WORK REQUIRED: Please return only the lines from the one holding "a local file." through the one holding "let client = Client::builder()", exactly as they appear in the records below, both ends included.

DATASET EXTRACT:
┏━━

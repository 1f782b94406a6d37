//! Configuration schema.

use crate::libs::alias::{default_aliases, AliasConfig};
use crate::provision::descriptor::ArchiveDescriptor;
use crate::resolve::NameTrust;
use serde::{Deserialize, Serialize};
use std::collections::BTreeMap;
use std::path::PathBuf;

/// LLVM versions accepted by default, most preferred first.
pub const DEFAULT_LLVM_VERSIONS: &[&str] = &["3.2", "3.3", "3.8", "3.9", "4.0", "5.0", "6.0"];

/// GCC versions accepted by default, most preferred first.
pub const DEFAULT_GCC_VERSIONS: &[&str] = &["4.6", "4.5", "4.7"];

/// LLVM versions the DragonEgg plugin can emit IR for.
pub const DRAGONEGG_LLVM_VERSIONS: &[&str] = &["3.2", "3.3"];

fn strings(items: &[&str]) -> Vec<String> {
    items.iter().map(|s| s.to_string()).collect()
}

/// Root configuration, merged from every discovered config file.
#[derive(Debug, Clone, PartialEq, Serialize, Deserialize)]
#[serde(default)]
pub struct ToolrigConfig {
    /// Cache root for provisioned trees. Defaults to the platform cache directory.
    #[serde(skip_serializing_if = "Option::is_none")]
    pub cache_dir: Option<PathBuf>,

    /// Directories searched for executables. Empty means `PATH`.
    pub search_path: Vec<PathBuf>,

    /// Accepted LLVM versions in preference order.
    pub llvm_versions: Vec<String>,

    /// Accepted GCC versions in preference order.
    pub gcc_versions: Vec<String>,

    /// LLVM versions usable with DragonEgg.
    pub dragonegg_llvm_versions: Vec<String>,

    /// How much a version-suffixed file name is trusted.
    pub name_trust: NameTrust,

    /// Named directories available as `<path:NAME>`.
    pub resources: BTreeMap<String, PathBuf>,

    /// Library alias rules, tried in order.
    pub aliases: Vec<AliasConfig>,

    /// Named archives that can be provisioned.
    pub archives: BTreeMap<String, ArchiveDescriptor>,
}

impl Default for ToolrigConfig {
    fn default() -> Self {
        Self {
            cache_dir: None,
            search_path: Vec::new(),
            llvm_versions: strings(DEFAULT_LLVM_VERSIONS),
            gcc_versions: strings(DEFAULT_GCC_VERSIONS),
            dragonegg_llvm_versions: strings(DRAGONEGG_LLVM_VERSIONS),
            name_trust: NameTrust::default(),
            resources: BTreeMap::new(),
            aliases: default_aliases(),
            archives: BTreeMap::new(),
        }
    }
}
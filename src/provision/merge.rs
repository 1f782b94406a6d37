//! Merging a staged tree into a destination.
//!
//! Files are written only when the destination copy is missing or older than
//! the source by more than [`MTIME_TOLERANCE`]. Modification times travel with
//! the copy, so merging the same tree twice writes nothing the second time.

use filetime::FileTime;
use std::ffi::OsString;
use std::fs::{self, Metadata};
use std::io;
use std::path::Path;
use std::time::{Duration, SystemTime};

/// Slack allowed between source and destination mtimes.
pub const MTIME_TOLERANCE: Duration = Duration::from_secs(1);

/// Counts of what a merge did.
#[derive(Debug, Clone, Copy, Default, PartialEq, Eq)]
pub struct MergeStats {
    pub created: usize,
    pub overwritten: usize,
    pub skipped: usize,
}

impl MergeStats {
    /// Add another merge's counts to this one.
    pub fn absorb(&mut self, other: MergeStats) {
        self.created += other.created;
        self.overwritten += other.overwritten;
        self.skipped += other.skipped;
    }
}

#[derive(Debug, Clone, Copy, PartialEq, Eq)]
enum Decision {
    Create,
    Overwrite,
    Skip,
}

fn decide(source: &Metadata, dest: &Path) -> io::Result<Decision> {
    let Ok(existing) = fs::symlink_metadata(dest) else {
        return Ok(Decision::Create);
    };
    if is_newer(source.modified()?, existing.modified()?) {
        Ok(Decision::Overwrite)
    } else {
        Ok(Decision::Skip)
    }
}

/// Whether `source` is newer than `dest` by more than the tolerance.
pub fn is_newer(source: SystemTime, dest: SystemTime) -> bool {
    source
        .duration_since(dest)
        .is_ok_and(|ahead| ahead > MTIME_TOLERANCE)
}

/// Merge everything under `src` into `dst`, creating `dst` as needed.
pub fn merge_tree(src: &Path, dst: &Path) -> io::Result<MergeStats> {
    let mut stats = MergeStats::default();
    fs::create_dir_all(dst)?;

    for entry in fs::read_dir(src)? {
        let entry = entry?;
        let from = entry.path();
        let to = dst.join(entry.file_name());
        let meta = fs::symlink_metadata(&from)?;

        if meta.is_dir() {
            stats.absorb(merge_tree(&from, &to)?);
            continue;
        }

        let decision = decide(&meta, &to)?;
        tracing::debug!("{:?} {}", decision, to.display());
        match decision {
            Decision::Skip => stats.skipped += 1,
            Decision::Create => {
                place(&from, &to, &meta)?;
                stats.created += 1;
            }
            Decision::Overwrite => {
                place(&from, &to, &meta)?;
                stats.overwritten += 1;
            }
        }
    }

    Ok(stats)
}

/// Copy `from` next to `to` under a temporary name, then rename it into place.
fn place(from: &Path, to: &Path, meta: &Metadata) -> io::Result<()> {
    let mut tmp_name = OsString::from(".");
    tmp_name.push(to.file_name().unwrap_or_default());
    tmp_name.push(".toolrig-tmp");
    let tmp = to.with_file_name(tmp_name);
    let _ = fs::remove_file(&tmp);

    if meta.file_type().is_symlink() {
        copy_symlink(from, &tmp)?;
    } else {
        fs::copy(from, &tmp)?;
        let mtime = FileTime::from_last_modification_time(meta);
        filetime::set_file_mtime(&tmp, mtime)?;
    }

    fs::rename(&tmp, to)
}

#[cfg(unix)]
fn copy_symlink(from: &Path, to: &Path) -> io::Result<()> {
    let target = fs::read_link(from)?;
    std::os::unix::fs::symlink(target, to)?;
    let mtime = FileTime::from_last_modification_time(&fs::symlink_metadata(from)?);
    filetime::set_symlink_file_times(to, mtime, mtime)
}

#[cfg(not(unix))]
fn copy_symlink(from: &Path, to: &Path) -> io::Result<()> {
    fs::copy(from, to).map(|_| ())
}

/// Number of non-directory entries below `root`.
pub fn count_files(root: &Path) -> io::Result<usize> {
    let mut count = 0;
    for entry in fs::read_dir(root)? {
        let entry = entry?;
        if entry.file_type()?.is_dir() {
            count += count_files(&entry.path())?;
        } else {
            count += 1;
        }
    }
    Ok(count)
}
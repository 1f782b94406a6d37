//! Archive downloading.
//!
//! A [`Fetch`] implementation moves one URL to one local file. [`download`]
//! walks a candidate URL list and stops at the first success.

use crate::error::{Result, ToolrigError};
use anyhow::{bail, Context};
use reqwest::blocking::Client;
use std::fs::{self, File};
use std::path::{Path, PathBuf};

/// Retrieves a single URL into a local file.
pub trait Fetch {
    /// Write the resource at `url` to `dest`.
    fn fetch(&self, url: &str, dest: &Path) -> anyhow::Result<()>;
}

/// Fetches over HTTP/HTTPS, and copies `file://` URLs and plain paths.
///
/// No overall request timeout is set.
pub struct HttpFetcher {
    client: Client,
}

impl HttpFetcher {
    /// Create a new fetcher.
    pub fn new() -> anyhow::Result<Self> {
        let client = Client::builder()
            .user_agent(concat!("toolrig/", env!("CARGO_PKG_VERSION")))
            .timeout(None)
            .build()
            .context("Failed to build HTTP client")?;
        Ok(Self { client })
    }

    fn fetch_http(&self, url: &str, dest: &Path) -> anyhow::Result<()> {
        let mut response = self.client.get(url).send()?;

        if !response.status().is_success() {
            bail!("HTTP {} fetching {}", response.status(), url);
        }

        let mut file =
            File::create(dest).with_context(|| format!("Failed to create {:?}", dest))?;
        response
            .copy_to(&mut file)
            .with_context(|| format!("Failed to read body of {}", url))?;
        Ok(())
    }
}

impl Fetch for HttpFetcher {
    fn fetch(&self, url: &str, dest: &Path) -> anyhow::Result<()> {
        if url.starts_with("http://") || url.starts_with("https://") {
            return self.fetch_http(url, dest);
        }

        let source = local_source(url);
        fs::copy(&source, dest)
            .with_context(|| format!("Failed to copy {:?} to {:?}", source, dest))?;
        Ok(())
    }
}

/// Map a `file://` URL or plain path to a local path.
fn local_source(url: &str) -> PathBuf {
    PathBuf::from(url.strip_prefix("file://").unwrap_or(url))
}

/// Download `urls` in order into `dest`, stopping at the first success.
///
/// Data is written to a `.part` file next to `dest` and renamed into place,
/// so `dest` never holds a truncated download.
pub fn download(fetcher: &dyn Fetch, urls: &[String], dest: &Path) -> Result<()> {
    if urls.is_empty() {
        return Err(ToolrigError::Download {
            urls: Vec::new(),
            message: "no URLs given".to_string(),
        });
    }

    if let Some(parent) = dest.parent() {
        fs::create_dir_all(parent)?;
    }

    let mut partial = dest.as_os_str().to_owned();
    partial.push(".part");
    let partial = PathBuf::from(partial);

    let mut last_error = String::new();
    for url in urls {
        tracing::info!("downloading {}", url);
        match fetcher.fetch(url, &partial) {
            Ok(()) => {
                fs::rename(&partial, dest)?;
                return Ok(());
            }
            Err(e) => {
                tracing::warn!("download from {} failed: {:#}", url, e);
                last_error = format!("{:#}", e);
                let _ = fs::remove_file(&partial);
            }
        }
    }

    Err(ToolrigError::Download {
        urls: urls.to_vec(),
        message: last_error,
    })
}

┗━━

SOLUTION TO THE EXERCISE:
/// Retrieves a single URL into a local file.
pub trait Fetch {
    /// Write the resource at `url` to `dest`.
    fn fetch(&self, url: &str, dest: &Path) -> anyhow::Result<()>;
}

/// Fetches over HTTP/HTTPS, and copies `file://` URLs and plain paths.
///
/// No overall request timeout is set.
pub struct HttpFetcher {
    client: Client,
}

impl HttpFetcher {
    /// Create a new fetcher.
    pub fn new() -> anyhow::Result<Self> {
        let client = Client::builder()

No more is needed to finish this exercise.